[Data records]

((

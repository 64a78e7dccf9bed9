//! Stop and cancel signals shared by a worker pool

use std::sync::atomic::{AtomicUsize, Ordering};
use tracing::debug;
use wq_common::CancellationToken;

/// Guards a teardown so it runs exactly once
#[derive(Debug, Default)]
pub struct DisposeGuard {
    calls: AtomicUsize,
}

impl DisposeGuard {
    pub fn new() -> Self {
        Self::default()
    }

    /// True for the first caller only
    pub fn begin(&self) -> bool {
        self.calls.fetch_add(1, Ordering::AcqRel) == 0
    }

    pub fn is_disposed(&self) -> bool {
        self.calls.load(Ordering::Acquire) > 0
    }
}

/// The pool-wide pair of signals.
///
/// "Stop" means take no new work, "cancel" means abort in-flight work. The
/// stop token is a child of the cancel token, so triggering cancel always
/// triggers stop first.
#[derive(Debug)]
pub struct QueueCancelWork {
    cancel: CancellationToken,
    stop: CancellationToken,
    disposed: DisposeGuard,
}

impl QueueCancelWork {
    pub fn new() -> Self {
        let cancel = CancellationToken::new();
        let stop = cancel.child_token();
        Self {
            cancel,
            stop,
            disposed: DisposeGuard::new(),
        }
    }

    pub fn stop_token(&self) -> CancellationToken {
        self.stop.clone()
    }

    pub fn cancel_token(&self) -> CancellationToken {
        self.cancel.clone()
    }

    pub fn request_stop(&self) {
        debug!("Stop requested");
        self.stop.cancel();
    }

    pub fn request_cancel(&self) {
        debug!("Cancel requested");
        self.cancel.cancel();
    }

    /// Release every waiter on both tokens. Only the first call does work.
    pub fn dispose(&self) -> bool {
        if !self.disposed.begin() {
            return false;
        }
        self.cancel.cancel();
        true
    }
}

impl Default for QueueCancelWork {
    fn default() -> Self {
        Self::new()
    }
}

))

Your task is to copy each line of the data above that holds "Ordering".

_RESULT FOR THIS TASK_
use std::sync::atomic::{AtomicUsize, Ordering};
        self.calls.fetch_add(1, Ordering::AcqRel) == 0
        self.calls.load(Ordering::Acquire) > 0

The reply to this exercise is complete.